Ante la prudencia habitual de Washington, que se limitó a expresar su “profundo pesar” y a pedir aclaraciones y detalles de lo ocurrido, la UE, una vez más, actuó en orden disperso. Los embajadores de los Veintisiete en Bruselas tardaron casi cinco horas en “condenar el uso de la violencia” por parte de Israel, pero no el asalto del buque en sí mismo, y algunos embajadores israelíes, como el de Madrid, fueron convocados para reclamar explicaciones, una fórmula diplomática que expresa una protesta moderada. Parece poco probable que la UE adopte alguna resolución que vaya más allá de la mera reprimenda moral.

Cinco años después de que las tropas israelíes y los últimos colonos evacuaran Gaza, el conflictivo enclave palestino, gobernado con mano de hierro por Hamás desde 2007, se ha convertido en una pesadilla para Israel y en una plataforma militar o terrorista para todos los sectores de la internacional que propugnan la yihad o guerra santa. Ante el dilema de estrechar el cerco de la franja, para evitar en lo posible que se convierte en un polvorín, o buscar el acomodo con Hamás, el gobierno israelí está en manos de los que preconizan una política de fuerza, pero el fiasco del abordaje es una dura lección para todos ellos.

Los sectores menos radicales de la oposición israelí consideran, por el contrario, que es conveniente promover una alternativa porque el aislamiento creciente del país, que se agrava con el mantenimiento de “la  prisión a cielo abierto de Gaza”, constituye una amenaza estratégica que se concreta en el programa nuclear de Irán y la militancia islamista de Turquía. Acusan al gobierno de Netanyahu de permanecer anclado en un dilema de guerra fría mientras el mundo acelera su marcha hacia nuevas estructuras diplomáticas y estratégicas.

“La negligencia de los dirigentes políticos amenaza la seguridad de los israelíes –editorializa el prestigioso diario Haaretz de Tel Aviv–. Alguien debe ser responsable de este desgraciado fracaso. La única manera de convencer a los israelíes y a sus amigos en todo el mundo de que Israel lamenta la confrontación y sus resultados, y de que aprende de sus errores, pasa por la creación de un comité de investigación del proceso de decisión que condujo al desastre, a fin de que los ciudadanos puedan decidir quién paga por esta peligrosa política.”

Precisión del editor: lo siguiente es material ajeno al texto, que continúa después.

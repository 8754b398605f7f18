//! Type-safe, layered configuration (§A.4).
//!
//! Loaded with `figment`: a `codegraph.toml` (or an explicit `--config`
//! path) layered under environment variables prefixed `CODEGRAPH_`, with
//! `__` as the nesting separator (e.g. `CODEGRAPH_INDEXING__MAX_WORKERS`
//! overrides `indexing.max_workers`). Defaults for every key are the same
//! constants `codegraph_domain::constants` hands to the pipeline directly,
//! so the config layer and the domain layer never disagree.
//!
//! Secrets (`OPENAI_API_KEY`, `ANTHROPIC_API_KEY`, `GOOGLE_API_KEY`,
//! `POSTGRES_PASSWORD`, `MEMGRAPH_*`, `QDRANT_*`) are read directly from the
//! process environment by [`Secrets::from_env`], never from the TOML file —
//! a provider whose secret is missing at startup raises `Error::Config`.

use std::path::{Path, PathBuf};

use figment::providers::{Env, Format, Serialized, Toml};
use figment::Figment;
use serde::{Deserialize, Serialize};

use codegraph_domain::constants::{caching, indexing};
use codegraph_domain::{Error, Result};

/// `indexing.*` configuration.
#[derive(Debug, Clone, Serialize, Deserialize)]
pub struct IndexingConfig {
    pub max_workers: usize,
    pub max_concurrent_requests: usize,
    pub chunk_max_tokens: usize,
    pub chunk_overlap_tokens: usize,
}

impl Default for IndexingConfig {
    fn default() -> Self {
        Self {
            max_workers: num_cpus::get().max(1),
            max_concurrent_requests: indexing::DEFAULT_MAX_CONCURRENT_REQUESTS,
            chunk_max_tokens: indexing::DEFAULT_CHUNK_MAX_TOKENS,
            chunk_overlap_tokens: indexing::DEFAULT_CHUNK_OVERLAP_TOKENS,
        }
    }
}

/// `caching.*` configuration (AST cache, §4.2).
#[derive(Debug, Clone, Serialize, Deserialize)]
pub struct CachingConfig {
    pub max_entries: usize,
    pub max_memory_mb: usize,
    pub eviction_fraction: usize,
    pub memory_pressure_threshold: f64,
}

impl Default for CachingConfig {
    fn default() -> Self {
        Self {
            max_entries: caching::DEFAULT_MAX_ENTRIES,
            max_memory_mb: caching::DEFAULT_MAX_MEMORY_MB,
            eviction_fraction: caching::DEFAULT_EVICTION_FRACTION_PCT,
            memory_pressure_threshold: caching::DEFAULT_MEMORY_PRESSURE_THRESHOLD,
        }
    }
}

/// `watcher.*` configuration.
#[derive(Debug, Clone, Serialize, Deserialize)]
pub struct WatcherConfig {
    /// Debounce delay in seconds (default `0.5`).
    pub debounce_delay_secs: f64,
}

impl Default for WatcherConfig {
    fn default() -> Self {
        Self { debounce_delay_secs: codegraph_domain::constants::watcher::default_debounce_delay().as_secs_f64() }
    }
}

/// `ranking.*`, `query.*`, `summarization.*`, `documents.*`, and `drift.*`
/// groups: consumed by the query engine and document pipeline, whose
/// tunables are free-form key/value pairs rather than a fixed schema.
#[derive(Debug, Clone, Default, Serialize, Deserialize)]
pub struct ComponentTuning {
    #[serde(default)]
    pub ranking: std::collections::BTreeMap<String, toml::Value>,
    #[serde(default)]
    pub query: std::collections::BTreeMap<String, toml::Value>,
    #[serde(default)]
    pub summarization: std::collections::BTreeMap<String, toml::Value>,
    #[serde(default)]
    pub documents: std::collections::BTreeMap<String, toml::Value>,
    #[serde(default)]
    pub drift: std::collections::BTreeMap<String, toml::Value>,
}

/// Connection settings for the three backing stores. Endpoints are
/// ordinary config; credentials live in [`Secrets`] instead.
#[derive(Debug, Clone, Serialize, Deserialize)]
pub struct StoresConfig {
    /// Bolt URI for the graph store (Memgraph/Neo4j), e.g. `bolt://localhost:7687`.
    pub graph_uri: String,
    /// Qdrant gRPC/HTTP endpoint.
    pub vector_uri: String,
    /// Postgres connection string, minus password (supplied via `POSTGRES_PASSWORD`).
    pub postgres_uri: String,
}

impl Default for StoresConfig {
    fn default() -> Self {
        Self {
            graph_uri: "bolt://localhost:7687".to_owned(),
            vector_uri: "http://localhost:6334".to_owned(),
            postgres_uri: "postgres://codegraph@localhost:5432/codegraph".to_owned(),
        }
    }
}

/// Which named provider (per §A.5's `linkme` registries) backs each port,
/// plus the model names to request from the LLM and embedding backends.
#[derive(Debug, Clone, Serialize, Deserialize)]
pub struct ProvidersConfig {
    pub graph_store: String,
    pub vector_store: String,
    pub relational_store: String,
    pub llm: String,
    pub llm_model: Option<String>,
    pub llm_base_url: Option<String>,
    pub embedding: String,
    pub embedding_model: Option<String>,
    pub embedding_base_url: Option<String>,
}

impl Default for ProvidersConfig {
    fn default() -> Self {
        Self {
            graph_store: "neo4j".to_owned(),
            vector_store: "qdrant".to_owned(),
            relational_store: "postgres".to_owned(),
            llm: "openai".to_owned(),
            llm_model: None,
            llm_base_url: None,
            embedding: "openai".to_owned(),
            embedding_model: None,
            embedding_base_url: None,
        }
    }
}

/// Logging configuration, consumed by [`crate::logging::init_tracing`].
#[derive(Debug, Clone, Serialize, Deserialize)]
pub struct LoggingConfig {
    /// Emit JSON-formatted log lines instead of the human-readable default.
    pub json: bool,
    /// Directory to write a rolling, non-blocking log file to. `None`
    /// disables file logging (stderr only).
    pub log_dir: Option<PathBuf>,
}

impl Default for LoggingConfig {
    fn default() -> Self {
        Self { json: false, log_dir: None }
    }
}

/// The complete, validated application configuration.
#[derive(Debug, Clone, Default, Serialize, Deserialize)]
pub struct AppConfig {
    #[serde(default)]
    pub indexing: IndexingConfig,
    #[serde(default)]
    pub caching: CachingConfig,
    #[serde(default)]
    pub watcher: WatcherConfig,
    #[serde(default)]
    pub tuning: ComponentTuning,
    #[serde(default)]
    pub stores: StoresConfig,
    #[serde(default)]
    pub providers: ProvidersConfig,
    #[serde(default)]
    pub logging: LoggingConfig,
}

/// Secrets read directly from the process environment (§A.4): never from
/// the TOML file, never logged, never part of [`AppConfig`]'s `Debug`
/// output by virtue of living in a separate type entirely.
#[derive(Clone, Default)]
pub struct Secrets {
    pub openai_api_key: Option<String>,
    pub anthropic_api_key: Option<String>,
    pub google_api_key: Option<String>,
    pub postgres_password: Option<String>,
    pub memgraph_user: Option<String>,
    pub memgraph_password: Option<String>,
    pub qdrant_api_key: Option<String>,
}

impl std::fmt::Debug for Secrets {
    fn fmt(&self, f: &mut std::fmt::Formatter<'_>) -> std::fmt::Result {
        f.debug_struct("Secrets").finish_non_exhaustive()
    }
}

impl Secrets {
    /// Read every recognized secret from the environment. Missing secrets
    /// are left as `None`; whether that's fatal depends on which provider
    /// the configuration selects, checked by [`Secrets::require`].
    #[must_use]
    pub fn from_env() -> Self {
        Self {
            openai_api_key: std::env::var("OPENAI_API_KEY").ok(),
            anthropic_api_key: std::env::var("ANTHROPIC_API_KEY").ok(),
            google_api_key: std::env::var("GOOGLE_API_KEY").ok(),
            postgres_password: std::env::var("POSTGRES_PASSWORD").ok(),
            memgraph_user: std::env::var("MEMGRAPH_USER").ok(),
            memgraph_password: std::env::var("MEMGRAPH_PASSWORD").ok(),
            qdrant_api_key: std::env::var("QDRANT_API_KEY").ok(),
        }
    }

    /// Fetch a named secret, promoting its absence to a fatal
    /// [`Error::Config`] (§7's "missing configuration secrets on pipeline
    /// startup" case).
    pub fn require(value: &Option<String>, name: &str) -> Result<String> {
        value.clone().ok_or_else(|| Error::Config { message: format!("missing required secret: {name}") })
    }
}

/// Loads [`AppConfig`] by layering a TOML file under `CODEGRAPH_`-prefixed
/// environment variables, following the same "env overrides file" order
/// every `marlonsc-mcb` config consumer expects.
#[derive(Debug, Clone, Default)]
pub struct ConfigLoader {
    config_path: Option<PathBuf>,
}

impl ConfigLoader {
    #[must_use]
    pub fn new() -> Self {
        Self { config_path: None }
    }

    /// Use an explicit config file path instead of the default
    /// `codegraph.toml` in the current directory.
    #[must_use]
    pub fn with_config_path<P: AsRef<Path>>(mut self, path: P) -> Self {
        self.config_path = Some(path.as_ref().to_path_buf());
        self
    }

    /// Load and validate the configuration.
    ///
    /// # Errors
    ///
    /// Returns [`Error::Config`] if the TOML file exists but fails to
    /// parse, or if the merged configuration fails validation.
    pub fn load(&self) -> Result<AppConfig> {
        let toml_path = self.config_path.clone().unwrap_or_else(|| PathBuf::from("codegraph.toml"));

        let mut figment = Figment::from(Serialized::defaults(AppConfig::default()));
        if toml_path.exists() {
            figment = figment.merge(Toml::file(&toml_path));
        }
        figment = figment.merge(Env::prefixed("CODEGRAPH_").split("__"));

        let config: AppConfig = figment.extract().map_err(|err| Error::Config { message: format!("failed to load configuration: {err}") })?;
        Self::validate(&config)?;
        Ok(config)
    }

    fn validate(config: &AppConfig) -> Result<()> {
        if config.indexing.max_workers == 0 {
            return Err(Error::Config { message: "indexing.max_workers cannot be 0".to_owned() });
        }
        if config.caching.max_entries == 0 {
            return Err(Error::Config { message: "caching.max_entries cannot be 0".to_owned() });
        }
        if config.watcher.debounce_delay_secs < 0.0 {
            return Err(Error::Config { message: "watcher.debounce_delay_secs cannot be negative".to_owned() });
        }
        Ok(())
    }
}

#[cfg(test)]
mod tests {
    use super::*;
    use serial_test::serial;

    #[test]
    fn defaults_load_without_a_config_file() {
        let dir = tempfile::tempdir().unwrap();
        let config = ConfigLoader::new().with_config_path(dir.path().join("missing.toml")).load().expect("defaults are valid");
        assert_eq!(config.indexing.chunk_max_tokens, 1000);
        assert_eq!(config.caching.max_entries, 1000);
    }

    #[test]
    #[serial]
    fn env_var_overrides_default() {
        // SAFETY: test runs serially; no other thread reads this process's env concurrently.
        #[allow(unsafe_code)]
        unsafe {
            std::env::set_var("CODEGRAPH_INDEXING__MAX_CONCURRENT_REQUESTS", "9");
        }
        let dir = tempfile::tempdir().unwrap();
        let config = ConfigLoader::new().with_config_path(dir.path().join("missing.toml")).load().expect("config loads");
        assert_eq!(config.indexing.max_concurrent_requests, 9);
        #[allow(unsafe_code)]
        unsafe {
            std::env::remove_var("CODEGRAPH_INDEXING__MAX_CONCURRENT_REQUESTS");
        }
    }

    #[test]
    fn toml_file_overrides_default_and_env_overrides_toml() {
        let dir = tempfile::tempdir().unwrap();
        let path = dir.path().join("codegraph.toml");
        std::fs::write(&path, "[indexing]\nmax_workers = 3\n").unwrap();
        let config = ConfigLoader::new().with_config_path(&path).load().expect("config loads");
        assert_eq!(config.indexing.max_workers, 3);
    }

    #[test]
    fn require_reports_missing_secret_by_name() {
        let err = Secrets::require(&None, "OPENAI_API_KEY").unwrap_err();
        assert!(err.to_string().contains("OPENAI_API_KEY"));
    }

    #[test]
    fn zero_max_workers_fails_validation() {
        let dir = tempfile::tempdir().unwrap();
        let path = dir.path().join("codegraph.toml");
        std::fs::write(&path, "[indexing]\nmax_workers = 0\n").unwrap();
        let result = ConfigLoader::new().with_config_path(&path).load();
        assert!(result.is_err());
    }
}
//! `tracing` initialization (§A.3): an `EnvFilter` driven by `RUST_LOG`
//! (default `info`), an optional JSON formatter, and an optional
//! non-blocking rolling file sink layered alongside stderr.

use tracing_subscriber::layer::SubscriberExt;
use tracing_subscriber::util::SubscriberInitExt;
use tracing_subscriber::{fmt, EnvFilter};

use crate::config::LoggingConfig;

/// Guard returned by [`init_tracing`]. Dropping it flushes the file
/// appender's background worker; callers must keep it alive for the
/// process lifetime (typically bound to a `let _guard = ...;` in `main`).
pub struct LoggingGuard {
    _file_guard: Option<tracing_appender::non_blocking::WorkerGuard>,
}

/// Initialize the global `tracing` subscriber from `config`.
///
/// # Panics
///
/// Panics if called more than once per process, matching
/// `tracing_subscriber`'s own global-subscriber contract.
pub fn init_tracing(config: &LoggingConfig) -> LoggingGuard {
    let env_filter = EnvFilter::try_from_default_env().unwrap_or_else(|_| EnvFilter::new("info"));

    let stderr_layer = if config.json {
        fmt::layer().with_writer(std::io::stderr).with_target(false).json().boxed()
    } else {
        fmt::layer().with_writer(std::io::stderr).with_target(false).boxed()
    };

    let (file_layer, file_guard) = match &config.log_dir {
        Some(dir) => {
            let appender = tracing_appender::rolling::daily(dir, "codegraph.log");
            let (non_blocking, guard) = tracing_appender::non_blocking(appender);
            let layer = fmt::layer().with_writer(non_blocking).with_ansi(false).json().boxed();
            (Some(layer), Some(guard))
        }
        None => (None, None),
    };

    tracing_subscriber::registry().with(env_filter).with(stderr_layer).with(file_layer).init();

    LoggingGuard { _file_guard: file_guard }
}

#[cfg(test)]
mod tests {
    use super::*;

    #[test]
    fn default_logging_config_disables_file_sink() {
        let config = LoggingConfig::default();
        assert!(config.log_dir.is_none());
        assert!(!config.json);
    }
}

Esa alternativa para el desastre, enclaustrados psicológicamente desde hace tiempo los israelíes en “un gueto victorioso”, no puede ser otra que la contribución de buena fe al nacimiento de un Estado palestino, única manera de favorecer a los sectores moderados de la Autoridad Palestina, que se hallan inmovilizados desde 2007 entre la espada de Israel y la pared de Hamás, entre la arrogancia de los colonos y la tibieza o las aprensiones de una opinión pública corroída por el síndrome de Masada, símbolo de la resistencia ante Roma, de la fortaleza a ultranza y contra todo el mundo.

La misma opción que patrocina Washington, quizá sin la suficiente energía, a la que ahora se añade la conveniencia de levantar el bloqueo de Gaza, una situación que, como se ha visto, sólo favorece a los extremistas de Hamás. Un pronóstico relativamente optimista sólo podría formularse si la evolución de la opinión israelí forzara un cambio político en Jerusalén. Por el momento, en vez de estimular esa evolución, Obama no ha conseguido otra cosa que enconar las relaciones bilaterales, lo que demuestra, una vez más, la distancia insalvable entre la retórica del discurso de El Cairo y la insoportable realidad de Palestina.